Describe This Movie In One Who's Afraid of Virginia Woolf Quote:

MARTHA: What, you think it was sexy back there? You think he made his own wife sick?
GEORGE: Well, you make *me* sick.
MARTHA: That's different.

Brief Plot Synopsis: Marriage is a horror story of its own.

Rating Using Random Objects Relevant To The Film: 4 Good Humor men out of 5.

Tagline: n/a

Better Tagline: "It's a Man's Man's Man's World"

Not So Brief Plot Synopsis: Newlywed (and newly pregnant) couple Fred and Rose Nemser (Logan Lerman and Odessa Young) arrive in Bennington, Vermont to stay with Fred's mentor, Professor Stanley Hyman (Michael Stuhlbarg). Stanley is married to famed horror author Shirley Jackson (Elisabeth Moss), who has her own ideas on making the pair — especially Rose — feel "welcome."

"Critical" Analysis: Shirley takes place during a "good" phase in Shirley Jackson's life, or as close to such a time as ever existed. "The Lottery" had just been published in The New Yorker and anticipation is high for her next work. But while she's not in as ill health as she would be in the final decade of her life, she's still an agoraphobic, chain-smoking alcoholic.

And why not? Husband Stanley may appear to be a charmer at first, but he's also clearly engaging in not-so-dangerous liaisons with various women. Shirley, a razor wit (and successful author, remember) also chafes at the perception she's yet another "faculty wife."

Shirley initially resents Rose for her youth and Stanley's unsubtle attraction to her, and shades her willingness (albeit reluctant) to help with the chores as weakness: "a clean house is evidence of mental inferiority." It's when she enlists Rose as a kind of research assistant for her new book, inspired by the disappearance of a local female student, that things start to turn around.

Shirley is less Gothic horror than psychological drama, and director Josephine Decker uses the background of Jackson's writing (what would eventually become her second novel, Hangsaman) to examine the frustrations she feels, and the depressing universality of her experience.

Rose and Shirley's relationship grows, feeding on their shared, quiet repression. Stanley is a bully, albeit a charismatic one, who nails every woman he can get his hands on. Meanwhile, Fred — derided as "terrifically competent" by Stanley — clearly has little intention of "allowing" Rose to resume her interrupted studies after the baby is born. Worse, he appears to be following in Stanley's adulterous footsteps.

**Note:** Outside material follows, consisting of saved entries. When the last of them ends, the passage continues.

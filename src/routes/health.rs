use axum::{Json, Router, extract::State, routing::get};

use crate::{dto::health::HealthResponse, services::health_service, state::SharedState};

#[utoipa::path(
    get,
    path = "/healthcheck",
    tag = "health",
    responses((status = 200, description = "Service status", body = HealthResponse))
)]
/// Report whether a game store is installed and answering.
pub async fn healthcheck(State(state): State<SharedState>) -> Json<HealthResponse> {
    Json(health_service::health_status(&state).await)
}

/// Configure the health routes subtree.
pub fn router() -> Router<SharedState> {
    Router::<SharedState>::new().route("/healthcheck", get(healthcheck))
}
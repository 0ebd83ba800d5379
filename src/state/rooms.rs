use std::fmt;

use dashmap::DashMap;
use indexmap::IndexMap;
use tokio::sync::mpsc::UnboundedSender;
use uuid::Uuid;

use crate::dto::events::ServerEvent;

/// Identifier of one live connection.
pub type ConnectionId = Uuid;

/// Broadcast group a connection can belong to.
#[derive(Debug, Clone, Copy, PartialEq, Eq, Hash)]
pub enum Room {
    /// Every connection identified for the game.
    Game(Uuid),
    /// Connections of one player.
    Player(Uuid),
}

impl fmt::Display for Room {
    fn fmt(&self, f: &mut fmt::Formatter<'_>) -> fmt::Result {
        match self {
            Room::Game(id) => write!(f, "game:{id}"),
            Room::Player(id) => write!(f, "player:{id}"),
        }
    }
}

/// Room membership table for the event fan-out.
///
/// Broadcasting to a room takes that room's entry exclusively, so two events sent to
/// the same room reach every member in the same order.
#[derive(Default)]
pub struct RoomRegistry {
    rooms: DashMap<Room, IndexMap<ConnectionId, UnboundedSender<ServerEvent>>>,
}

impl RoomRegistry {
    /// Empty registry.
    pub fn new() -> Self {
        Self::default()
    }

    /// Add a connection to each of `rooms`.
    pub fn join(
        &self,
        connection: ConnectionId,
        rooms: &[Room],
        sender: UnboundedSender<ServerEvent>,
    ) {
        for room in rooms {
            self.rooms
                .entry(*room)
                .or_default()
                .insert(connection, sender.clone());
        }
    }

    /// Drop a connection from each of `rooms`, forgetting rooms left empty.
    pub fn leave(&self, connection: ConnectionId, rooms: &[Room]) {
        for room in rooms {
            if let Some(mut members) = self.rooms.get_mut(room) {
                members.shift_remove(&connection);
            }
            self.rooms.remove_if(room, |_, members| members.is_empty());
        }
    }

    /// Deliver `event` to every member of `room`. Members whose receiver is gone are
    /// pruned. Returns the number of connections the event was queued for.
    pub fn broadcast(&self, room: Room, event: &ServerEvent) -> usize {
        let Some(mut members) = self.rooms.get_mut(&room) else {
            return 0;
        };
        members.retain(|_, sender| sender.send(event.clone()).is_ok());
        members.len()
    }

    #[cfg(test)]
    fn members(&self, room: Room) -> usize {
        self.rooms.get(&room).map_or(0, |members| members.len())
    }
}
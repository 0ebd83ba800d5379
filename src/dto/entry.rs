use serde::{Deserialize, Serialize};
use utoipa::ToSchema;
use uuid::Uuid;
use validator::Validate;

use crate::{
    config::AppConfig,
    dto::{phase::VisibleGamePhase, validation::validate_not_blank},
    state::game::{Entry, NameEntry, StoryEntry},
};

/// Name submitted by a player of a NAME game.
#[derive(Debug, Deserialize, ToSchema, Validate)]
pub struct SubmitNameRequest {
    #[validate(length(min = 1, max = 64), custom(function = "validate_not_blank"))]
    pub name: String,
}

/// One round value submitted by a player of a STORY game.
#[derive(Debug, Deserialize, ToSchema, Validate)]
pub struct SubmitStoryRequest {
    #[validate(length(min = 1, max = 280), custom(function = "validate_not_blank"))]
    pub value: String,
}

/// Prompt for the round a player is expected to write next.
#[derive(Debug, Serialize, ToSchema, PartialEq, Eq)]
#[serde(rename_all = "camelCase")]
pub struct HintDto {
    /// Zero-based round index.
    pub round: usize,
    pub prompt: String,
}

#[derive(Debug, Serialize, ToSchema)]
#[serde(rename_all = "camelCase")]
pub struct NameEntryDto {
    pub name: String,
}

#[derive(Debug, Serialize, ToSchema)]
#[serde(rename_all = "camelCase")]
pub struct StoryEntryDto {
    /// Values written so far, in round order.
    pub values: Vec<String>,
    pub rounds: usize,
    /// What the player is asked for next; absent once every round is written.
    #[serde(skip_serializing_if = "Option::is_none")]
    pub next_hint: Option<HintDto>,
    /// Assembled story, once the game reached READ.
    #[serde(skip_serializing_if = "Option::is_none")]
    pub story: Option<String>,
}

/// A player's own entry, shaped by the game type.
#[derive(Debug, Serialize, ToSchema)]
#[serde(tag = "type", rename_all = "UPPERCASE")]
pub enum EntryDto {
    Name(NameEntryDto),
    Story(StoryEntryDto),
}

impl EntryDto {
    pub fn from_entry(entry: Entry, config: &AppConfig) -> Self {
        match entry {
            Entry::Name(entry) => Self::from_name(entry),
            Entry::Story(entry) => Self::from_story(entry, config),
        }
    }

    pub fn from_name(entry: NameEntry) -> Self {
        EntryDto::Name(NameEntryDto { name: entry.name })
    }

    pub fn from_story(entry: StoryEntry, config: &AppConfig) -> Self {
        EntryDto::Story(StoryEntryDto {
            next_hint: next_hint(entry.values.len(), config),
            rounds: config.rounds(),
            values: entry.values,
            story: entry.story,
        })
    }
}

/// Hint for the round after `written` values, if there is one.
pub fn next_hint(written: usize, config: &AppConfig) -> Option<HintDto> {
    config.hint(written).map(|hint| HintDto {
        round: written,
        prompt: hint.prompt.clone(),
    })
}

/// Response to entry reads and submissions.
#[derive(Debug, Serialize, ToSchema)]
#[serde(rename_all = "camelCase")]
pub struct EntryResponse {
    pub game_id: Uuid,
    pub player_id: Uuid,
    /// Phase of the game after the request, including any transition it caused.
    pub phase: VisibleGamePhase,
    /// NAME: absent until a name was submitted. STORY: always present, so the first
    /// hint is available before anything was written.
    #[serde(skip_serializing_if = "Option::is_none")]
    pub entry: Option<EntryDto>,
}
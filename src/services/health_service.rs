use tracing::warn;

use crate::{dto::health::HealthResponse, error::ServiceError, state::SharedState};

/// Probe the installed game store. A missing or failing store reports `degraded`.
pub async fn health_status(state: &SharedState) -> HealthResponse {
    let Some(store) = state.game_store().await else {
        warn!("no game store installed (degraded mode)");
        return HealthResponse::degraded();
    };

    match state
        .with_store_timeout(async { Ok::<_, ServiceError>(store.health_check().await?) })
        .await
    {
        Ok(()) => HealthResponse::ok(),
        Err(err) => {
            warn!(error = %err, "game store health check failed");
            HealthResponse::degraded()
        }
    }
}
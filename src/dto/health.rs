use serde::Serialize;
use utoipa::ToSchema;

/// Whether the service can currently reach a game store.
#[derive(Debug, Clone, Copy, PartialEq, Eq, Serialize, ToSchema)]
#[serde(rename_all = "lowercase")]
pub enum HealthStatus {
    /// A store is installed and answered its probe.
    Ok,
    /// No store is installed, or the probe failed or timed out. Store-backed
    /// routes answer 503 until a store is back.
    Degraded,
}

/// Body of `/healthcheck`.
#[derive(Debug, Serialize, ToSchema)]
pub struct HealthResponse {
    /// Current status.
    pub status: HealthStatus,
}

impl HealthResponse {
    /// Store reachable.
    pub fn ok() -> Self {
        Self {
            status: HealthStatus::Ok,
        }
    }

    /// Store missing or failing.
    pub fn degraded() -> Self {
        Self {
            status: HealthStatus::Degraded,
        }
    }
}
use serde::Serialize;
use utoipa::ToSchema;
use uuid::Uuid;

use crate::dto::phase::VisibleGamePhase;

/// Frame pushed to WebSocket clients: an event name plus its JSON payload.
#[derive(Clone, Debug, Serialize)]
pub struct ServerEvent {
    /// Event name, e.g. `phase.changed`.
    pub event: String,
    /// Event payload.
    pub data: serde_json::Value,
}

impl ServerEvent {
    /// Convenience wrapper that serialises `payload` into the data field.
    pub fn json<T>(event: &str, payload: &T) -> serde_json::Result<Self>
    where
        T: Serialize,
    {
        Ok(Self {
            event: event.to_string(),
            data: serde_json::to_value(payload)?,
        })
    }
}

#[derive(Debug, Serialize, ToSchema)]
#[serde(rename_all = "camelCase")]
/// Broadcast to the game room whenever the game changes phase.
pub struct PhaseChangedEvent {
    pub game_id: Uuid,
    pub new_phase: VisibleGamePhase,
}

#[derive(Debug, Serialize, ToSchema)]
#[serde(rename_all = "camelCase")]
/// Broadcast to the old game's room when the host spawns a follow-up game.
pub struct GameRecreatedEvent {
    pub game_id: Uuid,
    pub new_game_id: Uuid,
    pub code: String,
}

#[derive(Debug, Serialize, ToSchema)]
#[serde(rename_all = "camelCase")]
/// Delivered to the target player's room.
pub struct PokeEvent {
    pub from_player_id: Uuid,
    pub to_player_id: Uuid,
    /// Nickname of the player who poked.
    pub nickname: String,
}
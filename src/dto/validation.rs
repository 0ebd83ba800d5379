//! Validation helpers for DTOs.

use validator::ValidationError;

/// Rejects strings that are empty once surrounding whitespace is trimmed.
///
/// `length` validators count raw characters, so `"   "` would pass them; this check
/// runs next to them on every free-text field.
pub fn validate_not_blank(value: &str) -> Result<(), ValidationError> {
    if value.trim().is_empty() {
        let mut err = ValidationError::new("blank");
        err.message = Some("value must not be blank".into());
        return Err(err);
    }
    Ok(())
}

The expression "tour de force" is overused, but there's not much else you can use to describe Moss here. Her Shirley Jackson is vulnerable, spiteful, compassionate, and towering in her rage. It's hard to think of an actor having a better run of recent roles (Her Smell, The Invisible Man, this) ... Joaquin Phoenix, maybe.

Based on the novel by Susan Scarf Merrell, Shirley is above all a meditation on the desperation, both quiet and not so much, that so often marks the lives of women. When Shirley talks to Rose about her unborn child and says, "Let's pray for a boy. The world is too cruel for girls," it's still a punch in the gut. Decker and Merrell know all too well that while the situation has generally improved for women since the middle of the last century, it's hardly what you'd call "good."

Shirley is available on Amazon Prime.